Posted: Wednesday, April 05, 2006

That rattling sound you've been hearing is from Columbia County officials shuffling an audit that shows the county's Recreation Department has been sloppy in handling money.

The external audit says Recreation Director Charlie Beale's department has been too slow in making deposits, failed to collect gym fees from many Patriots Park users and has used poor accounting practices.

Having an accounting firm criticize the financial practices of a recreation department is like a coach critiquing an accountant's jump shot - or, to mix metaphors, like shooting fish in a barrel. Still, this audit doesn't look very good.

It's pretty clear the rec department needs to do a better job of handling money, especially when the department often is compared to private businesses offering similar services.

But it's also true people who live in glass houses shouldn't throw stones.

About the time the rec department audit was being completed, the county was fumbling bids for construction of soccer fields at Blanchard Woods Park.

The county gambled that it would get the required permits from the state's Environmental Protection Division in time for the bidding process to go forward.

Oops. The permits weren't approved until after the winning bid had already expired. "We were caught with our pants down," says Commissioner Tommy Mercer, chairman of the county's Public Works Committee, which oversees the Construction and Maintenance Department that solicited the bids.

The bids had to be thrown out and rebid. Mercer says the price of the project will rise substantially because of the costs of materials, and because the bidders have now seen each other's plans. Commissioner Steve Brown says the blunder could cost taxpayers about $300,000.

A dollar amount hasn't been attached to the cost of the Recreation Department's bookkeeping errors, but it's unlikely that a few gym-rats sneaking in on expired membership cards have cost the county anything even remotely approaching $300,000.

So why is Beale's neck in a noose, while the county's bidding screw-up gets little more than a shrug in the county's tax-funded newsletter in water bills?

Maybe it's because Beale hasn't been a suitably enthusiastic booster of some commissioners' plan to give away county land at Blanchard Woods Park to a private business - one that, presumably, would do a better job of making sure patrons pay their membership fees. (Beale hasn't been a critic of that plan, either - he refuses to discuss the issue.)

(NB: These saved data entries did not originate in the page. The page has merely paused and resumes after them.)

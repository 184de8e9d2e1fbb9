//! Pipeline configuration
//!
//! Each component owns its config struct (with defaults matching production
//! values). [`PipelineConfig`] aggregates them and can be overridden from
//! `ROOMCAST_*` environment variables.

use std::str::FromStr;
use std::time::Duration;

use tracing::warn;

use crate::error::{ChatError, Result};
use crate::pipeline::PersisterConfig;
use crate::server::ChatConfig;
use crate::storage::CacheConfig;
use crate::transport::ShardConfig;

/// Full pipeline configuration
#[derive(Debug, Clone, Default)]
pub struct PipelineConfig {
    /// Intake queue and batch persister
    pub persister: PersisterConfig,
    /// Tiered read cache
    pub cache: CacheConfig,
    /// Shard manager
    pub shards: ShardConfig,
    /// Chat service
    pub chat: ChatConfig,
    /// Redis URL for the distributed tier (in-memory tier when unset)
    pub redis_url: Option<String>,
}

impl PipelineConfig {
    /// Build a config from defaults overridden by environment variables
    pub fn from_env() -> Self {
        let mut config = Self::default();

        let p = &mut config.persister;
        p.queue_capacity = env_or("ROOMCAST_QUEUE_CAPACITY", p.queue_capacity);
        p.retry_capacity = env_or("ROOMCAST_RETRY_CAPACITY", p.retry_capacity);
        p.default_batch_size = env_or("ROOMCAST_BATCH_SIZE", p.default_batch_size);
        p.min_batch_size = env_or("ROOMCAST_MIN_BATCH_SIZE", p.min_batch_size);
        p.max_batch_size = env_or("ROOMCAST_MAX_BATCH_SIZE", p.max_batch_size);
        p.retry_batch_size = env_or("ROOMCAST_RETRY_BATCH_SIZE", p.retry_batch_size);
        p.batch_interval = env_ms_or("ROOMCAST_BATCH_INTERVAL_MS", p.batch_interval);
        p.retry_interval = env_ms_or("ROOMCAST_RETRY_INTERVAL_MS", p.retry_interval);
        p.monitor_interval = env_ms_or("ROOMCAST_MONITOR_INTERVAL_MS", p.monitor_interval);
        p.shutdown_timeout = env_ms_or("ROOMCAST_SHUTDOWN_TIMEOUT_MS", p.shutdown_timeout);

        let c = &mut config.cache;
        c.local_capacity = env_or("ROOMCAST_LOCAL_CACHE_SIZE", c.local_capacity);
        c.distributed_capacity = env_or("ROOMCAST_DISTRIBUTED_CACHE_SIZE", c.distributed_capacity);
        c.ttl = Duration::from_secs(env_or("ROOMCAST_CACHE_TTL_SECS", c.ttl.as_secs()));
        c.warmup_window = Duration::from_secs(env_or(
            "ROOMCAST_WARMUP_WINDOW_SECS",
            c.warmup_window.as_secs(),
        ));

        config.shards.num_shards = env_or("ROOMCAST_NUM_SHARDS", config.shards.num_shards);
        config.chat.max_message_len = env_or("ROOMCAST_MAX_MESSAGE_LEN", config.chat.max_message_len);

        config.redis_url = std::env::var("ROOMCAST_REDIS_URL")
            .ok()
            .filter(|url| !url.trim().is_empty());

        config
    }

    /// Validate configuration values
    pub fn validate(&self) -> Result<()> {
        let p = &self.persister;
        if p.queue_capacity == 0 {
            return Err(ChatError::config("queue_capacity must be >= 1"));
        }
        if p.retry_capacity == 0 {
            return Err(ChatError::config("retry_capacity must be >= 1"));
        }
        if p.min_batch_size == 0 || p.min_batch_size > p.max_batch_size {
            return Err(ChatError::config(format!(
                "batch bounds must satisfy 1 <= min <= max, got [{}, {}]",
                p.min_batch_size, p.max_batch_size
            )));
        }
        if p.default_batch_size < p.min_batch_size || p.default_batch_size > p.max_batch_size {
            return Err(ChatError::config(format!(
                "default_batch_size {} outside [{}, {}]",
                p.default_batch_size, p.min_batch_size, p.max_batch_size
            )));
        }
        if p.retry_batch_size == 0 {
            return Err(ChatError::config("retry_batch_size must be >= 1"));
        }
        if p.batch_interval.is_zero() || p.retry_interval.is_zero() || p.monitor_interval.is_zero() {
            return Err(ChatError::config("periodic intervals must be > 0"));
        }

        let c = &self.cache;
        if c.local_capacity == 0 || c.distributed_capacity == 0 {
            return Err(ChatError::config("cache capacities must be >= 1"));
        }
        if c.ttl.is_zero() {
            return Err(ChatError::config("cache ttl must be > 0"));
        }

        if self.shards.num_shards == 0 {
            return Err(ChatError::config("num_shards must be >= 1"));
        }
        if self.chat.max_message_len == 0 {
            return Err(ChatError::config("max_message_len must be >= 1"));
        }

        Ok(())
    }
}

/// Read an env var, falling back to `default` when unset or unparsable
fn env_or<T>(name: &str, default: T) -> T
where
    T: FromStr + Copy + std::fmt::Display,
{
    match std::env::var(name) {
        Ok(raw) => match raw.trim().parse::<T>() {
            Ok(value) => value,
            Err(_) => {
                warn!(var = name, value = %raw, default = %default, "Invalid value, using default");
                default
            }
        },
        Err(_) => default,
    }
}

fn env_ms_or(name: &str, default: Duration) -> Duration {
    Duration::from_millis(env_or(name, default.as_millis() as u64))
}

Beale, who built the county's Recreation Department from its infancy three decades ago, is undoubtedly one of the finest men to hold a government job in this county. He's honest, straightforward, cooperative and far-sighted. If the growth of the department's financial obligations has bypassed his skills, the county should help him- not give him a hard time.

Clearly, the Recreation Department not only needs better accounting practices within, but better attention to its books from the county: Finance Director Leanne DeLoach says the county doesn't even keep track of finances by individual parks. That's certainly something the county could improve.

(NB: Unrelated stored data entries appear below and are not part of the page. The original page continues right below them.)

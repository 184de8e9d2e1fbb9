//! Chat orchestration layer
//!
//! This module provides:
//! - The per-room membership state machine
//! - The room directory interface and an in-memory implementation
//! - The chat service sequencing join, leave and message handling

pub mod chat_service;
pub mod membership;
pub mod room_manager;

pub use chat_service::{ChatConfig, ChatService, ChatStats, JoinOutcome, Published};
pub use membership::{MembershipEvent, MembershipState, Transition, transition};
pub use room_manager::{MemoryRoomDirectory, Participant, RoomDirectory, RoomInfo};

Meanwhile, let Charlie Beale do what he does best: Run recreation programs for the citizens. The county has plenty of accounting horsepower; surely it can offer that assistance to Beale rather than dumping blame on him for bookkeeping problems.

Especially when the county is spending taxpayer dollars to offer a half-hearted apology for mishandling taxpayer dollars. That sound just might be stones hitting the glass house.